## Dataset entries
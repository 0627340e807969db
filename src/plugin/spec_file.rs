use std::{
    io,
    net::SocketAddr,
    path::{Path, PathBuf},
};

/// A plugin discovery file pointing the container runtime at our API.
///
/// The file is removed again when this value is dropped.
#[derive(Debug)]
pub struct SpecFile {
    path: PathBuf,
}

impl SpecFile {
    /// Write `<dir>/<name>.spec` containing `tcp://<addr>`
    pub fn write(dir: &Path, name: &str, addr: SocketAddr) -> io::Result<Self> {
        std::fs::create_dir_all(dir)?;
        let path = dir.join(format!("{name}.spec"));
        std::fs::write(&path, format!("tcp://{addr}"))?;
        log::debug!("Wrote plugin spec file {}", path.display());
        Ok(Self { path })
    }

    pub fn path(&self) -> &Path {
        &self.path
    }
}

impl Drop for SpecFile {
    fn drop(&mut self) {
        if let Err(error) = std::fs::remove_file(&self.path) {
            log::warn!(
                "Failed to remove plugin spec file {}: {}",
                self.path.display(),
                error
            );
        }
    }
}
* * *
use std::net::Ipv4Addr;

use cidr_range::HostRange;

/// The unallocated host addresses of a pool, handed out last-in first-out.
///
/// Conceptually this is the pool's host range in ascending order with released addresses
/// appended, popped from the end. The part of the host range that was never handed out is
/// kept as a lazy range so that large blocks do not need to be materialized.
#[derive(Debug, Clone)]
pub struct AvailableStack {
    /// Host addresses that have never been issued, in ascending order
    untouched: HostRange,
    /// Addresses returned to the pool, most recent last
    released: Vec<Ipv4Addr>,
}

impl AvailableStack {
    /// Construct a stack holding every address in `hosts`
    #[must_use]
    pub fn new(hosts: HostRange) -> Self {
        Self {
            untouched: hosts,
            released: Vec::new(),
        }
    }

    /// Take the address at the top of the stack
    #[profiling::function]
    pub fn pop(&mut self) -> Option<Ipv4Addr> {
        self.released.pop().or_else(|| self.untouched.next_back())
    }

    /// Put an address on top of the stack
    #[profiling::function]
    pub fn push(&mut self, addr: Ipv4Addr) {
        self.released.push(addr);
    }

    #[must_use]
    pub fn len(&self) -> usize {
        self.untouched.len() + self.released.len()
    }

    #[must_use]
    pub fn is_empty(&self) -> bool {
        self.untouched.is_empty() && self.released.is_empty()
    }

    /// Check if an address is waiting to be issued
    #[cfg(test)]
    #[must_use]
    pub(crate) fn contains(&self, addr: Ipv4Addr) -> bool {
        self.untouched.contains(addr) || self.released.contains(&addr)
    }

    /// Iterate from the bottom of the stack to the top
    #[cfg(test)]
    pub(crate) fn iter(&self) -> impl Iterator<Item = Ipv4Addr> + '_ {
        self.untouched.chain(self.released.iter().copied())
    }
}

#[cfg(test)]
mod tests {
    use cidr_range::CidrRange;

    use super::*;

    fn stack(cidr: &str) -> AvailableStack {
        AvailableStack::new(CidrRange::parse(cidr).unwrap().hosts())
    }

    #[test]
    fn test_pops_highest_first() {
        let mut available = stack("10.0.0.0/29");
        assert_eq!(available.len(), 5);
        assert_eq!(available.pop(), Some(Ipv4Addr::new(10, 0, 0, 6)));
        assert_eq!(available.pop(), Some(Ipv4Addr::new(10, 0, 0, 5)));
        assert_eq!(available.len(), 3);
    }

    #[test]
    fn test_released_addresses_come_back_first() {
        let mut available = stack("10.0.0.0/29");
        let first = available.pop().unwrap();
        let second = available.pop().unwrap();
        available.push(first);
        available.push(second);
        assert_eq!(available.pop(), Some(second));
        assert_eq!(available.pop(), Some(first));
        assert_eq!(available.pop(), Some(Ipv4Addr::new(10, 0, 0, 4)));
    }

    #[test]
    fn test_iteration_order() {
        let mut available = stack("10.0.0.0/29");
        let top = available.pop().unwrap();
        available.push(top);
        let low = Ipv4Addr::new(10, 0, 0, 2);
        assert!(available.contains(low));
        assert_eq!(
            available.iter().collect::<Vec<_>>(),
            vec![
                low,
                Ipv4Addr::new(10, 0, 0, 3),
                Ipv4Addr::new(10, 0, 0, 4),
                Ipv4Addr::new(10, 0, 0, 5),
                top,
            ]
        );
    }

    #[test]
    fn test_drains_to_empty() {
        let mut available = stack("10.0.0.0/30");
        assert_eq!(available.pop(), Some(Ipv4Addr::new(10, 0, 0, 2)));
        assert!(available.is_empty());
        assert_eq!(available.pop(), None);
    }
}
==
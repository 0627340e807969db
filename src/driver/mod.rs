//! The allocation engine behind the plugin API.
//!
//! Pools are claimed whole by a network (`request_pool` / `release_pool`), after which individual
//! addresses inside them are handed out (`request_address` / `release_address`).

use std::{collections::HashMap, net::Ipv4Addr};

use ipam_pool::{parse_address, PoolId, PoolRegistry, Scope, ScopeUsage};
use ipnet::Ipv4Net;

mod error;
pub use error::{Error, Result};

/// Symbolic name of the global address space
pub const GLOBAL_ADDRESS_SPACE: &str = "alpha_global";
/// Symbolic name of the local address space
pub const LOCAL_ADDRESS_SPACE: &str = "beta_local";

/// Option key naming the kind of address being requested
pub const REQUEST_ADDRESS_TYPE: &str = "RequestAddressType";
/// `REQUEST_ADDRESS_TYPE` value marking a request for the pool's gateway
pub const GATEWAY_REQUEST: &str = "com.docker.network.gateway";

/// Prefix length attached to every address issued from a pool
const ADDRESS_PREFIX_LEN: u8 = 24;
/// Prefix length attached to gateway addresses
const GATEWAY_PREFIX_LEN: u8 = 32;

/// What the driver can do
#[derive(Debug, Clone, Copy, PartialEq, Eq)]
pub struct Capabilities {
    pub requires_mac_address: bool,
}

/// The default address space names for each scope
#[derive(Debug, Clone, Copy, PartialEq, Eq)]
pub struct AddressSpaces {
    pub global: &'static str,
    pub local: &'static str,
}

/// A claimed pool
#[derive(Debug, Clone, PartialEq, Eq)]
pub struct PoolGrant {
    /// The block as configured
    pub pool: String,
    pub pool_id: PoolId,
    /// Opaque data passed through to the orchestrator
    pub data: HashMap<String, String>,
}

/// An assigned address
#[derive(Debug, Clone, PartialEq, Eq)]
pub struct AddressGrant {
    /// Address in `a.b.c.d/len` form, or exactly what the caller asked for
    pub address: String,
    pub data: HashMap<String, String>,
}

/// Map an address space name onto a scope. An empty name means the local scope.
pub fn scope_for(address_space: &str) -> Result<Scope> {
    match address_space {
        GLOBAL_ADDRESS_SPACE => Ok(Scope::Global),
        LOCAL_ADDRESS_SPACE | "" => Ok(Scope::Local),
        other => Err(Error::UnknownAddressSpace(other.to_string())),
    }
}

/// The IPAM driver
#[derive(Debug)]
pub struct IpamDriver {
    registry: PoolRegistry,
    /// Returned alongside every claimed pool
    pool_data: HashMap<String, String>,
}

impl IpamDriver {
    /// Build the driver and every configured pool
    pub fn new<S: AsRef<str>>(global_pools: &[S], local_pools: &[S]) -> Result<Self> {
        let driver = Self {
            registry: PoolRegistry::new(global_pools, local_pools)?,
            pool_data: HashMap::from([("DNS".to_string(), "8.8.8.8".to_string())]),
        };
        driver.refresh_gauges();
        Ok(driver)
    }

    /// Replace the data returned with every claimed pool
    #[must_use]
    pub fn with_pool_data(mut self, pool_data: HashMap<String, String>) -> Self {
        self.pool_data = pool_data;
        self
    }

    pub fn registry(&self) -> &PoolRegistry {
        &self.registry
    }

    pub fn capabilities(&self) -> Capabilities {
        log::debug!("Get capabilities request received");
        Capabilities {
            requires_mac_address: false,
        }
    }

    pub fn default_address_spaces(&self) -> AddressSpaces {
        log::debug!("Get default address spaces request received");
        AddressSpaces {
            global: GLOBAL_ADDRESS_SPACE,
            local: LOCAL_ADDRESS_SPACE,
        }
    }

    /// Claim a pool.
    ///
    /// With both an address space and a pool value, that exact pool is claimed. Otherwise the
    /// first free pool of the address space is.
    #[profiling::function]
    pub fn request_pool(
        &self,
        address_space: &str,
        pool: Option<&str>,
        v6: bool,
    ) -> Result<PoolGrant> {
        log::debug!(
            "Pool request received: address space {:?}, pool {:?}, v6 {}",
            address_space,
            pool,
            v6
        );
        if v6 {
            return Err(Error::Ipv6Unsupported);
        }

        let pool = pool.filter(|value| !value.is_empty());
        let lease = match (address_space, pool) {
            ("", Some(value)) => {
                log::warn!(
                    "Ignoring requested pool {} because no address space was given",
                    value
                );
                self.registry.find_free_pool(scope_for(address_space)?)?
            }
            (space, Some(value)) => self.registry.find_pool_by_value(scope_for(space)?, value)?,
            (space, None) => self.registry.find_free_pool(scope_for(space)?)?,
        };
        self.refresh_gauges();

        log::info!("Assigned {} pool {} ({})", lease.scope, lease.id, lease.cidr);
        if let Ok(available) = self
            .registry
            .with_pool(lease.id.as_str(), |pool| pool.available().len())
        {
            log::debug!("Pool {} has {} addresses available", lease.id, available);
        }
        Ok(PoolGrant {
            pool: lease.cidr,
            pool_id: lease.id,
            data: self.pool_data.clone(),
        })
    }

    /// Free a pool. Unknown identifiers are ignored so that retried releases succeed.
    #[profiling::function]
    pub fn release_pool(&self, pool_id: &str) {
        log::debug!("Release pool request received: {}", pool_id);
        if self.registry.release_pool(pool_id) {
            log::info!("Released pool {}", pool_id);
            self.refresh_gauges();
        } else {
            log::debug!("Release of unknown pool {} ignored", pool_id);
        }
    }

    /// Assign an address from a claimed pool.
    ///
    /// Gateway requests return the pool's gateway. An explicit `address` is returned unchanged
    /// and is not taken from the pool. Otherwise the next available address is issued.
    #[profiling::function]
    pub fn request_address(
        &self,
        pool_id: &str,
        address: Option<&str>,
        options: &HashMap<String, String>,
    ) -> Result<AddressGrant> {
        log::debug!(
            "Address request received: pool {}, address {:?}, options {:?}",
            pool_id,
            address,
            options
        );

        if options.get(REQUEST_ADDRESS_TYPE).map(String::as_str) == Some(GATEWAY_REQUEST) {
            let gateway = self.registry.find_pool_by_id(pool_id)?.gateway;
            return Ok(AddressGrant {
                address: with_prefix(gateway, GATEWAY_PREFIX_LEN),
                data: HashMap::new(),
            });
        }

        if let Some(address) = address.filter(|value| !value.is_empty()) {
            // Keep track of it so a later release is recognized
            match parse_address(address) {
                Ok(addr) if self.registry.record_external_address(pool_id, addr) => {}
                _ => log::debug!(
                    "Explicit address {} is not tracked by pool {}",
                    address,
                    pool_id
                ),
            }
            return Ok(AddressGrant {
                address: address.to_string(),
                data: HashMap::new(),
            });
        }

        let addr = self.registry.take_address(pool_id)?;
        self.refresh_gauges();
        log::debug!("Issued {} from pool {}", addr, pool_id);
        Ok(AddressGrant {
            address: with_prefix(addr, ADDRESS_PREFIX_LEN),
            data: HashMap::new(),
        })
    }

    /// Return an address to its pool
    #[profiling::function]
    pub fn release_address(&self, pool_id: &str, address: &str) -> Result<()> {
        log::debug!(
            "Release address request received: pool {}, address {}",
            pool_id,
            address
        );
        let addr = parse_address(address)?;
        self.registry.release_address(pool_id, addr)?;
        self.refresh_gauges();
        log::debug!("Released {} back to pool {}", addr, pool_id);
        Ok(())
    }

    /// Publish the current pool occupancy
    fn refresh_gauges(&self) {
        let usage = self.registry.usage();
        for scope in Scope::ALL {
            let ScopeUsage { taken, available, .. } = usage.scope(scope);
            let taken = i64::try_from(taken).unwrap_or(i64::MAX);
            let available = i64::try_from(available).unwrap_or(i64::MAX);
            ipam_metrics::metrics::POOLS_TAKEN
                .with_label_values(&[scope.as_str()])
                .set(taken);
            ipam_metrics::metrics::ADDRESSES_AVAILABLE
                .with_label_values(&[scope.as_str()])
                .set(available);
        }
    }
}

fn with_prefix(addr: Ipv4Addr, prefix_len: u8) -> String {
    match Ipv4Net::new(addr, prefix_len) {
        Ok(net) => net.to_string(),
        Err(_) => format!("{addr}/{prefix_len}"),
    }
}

## PROBLEM STATEMENT
Copy, from the data above, every line where the word "AvailableStack" appears.

## RESPONSE BOX
pub struct AvailableStack {
impl AvailableStack {
    fn stack(cidr: &str) -> AvailableStack {
        AvailableStack::new(CidrRange::parse(cidr).unwrap().hosts())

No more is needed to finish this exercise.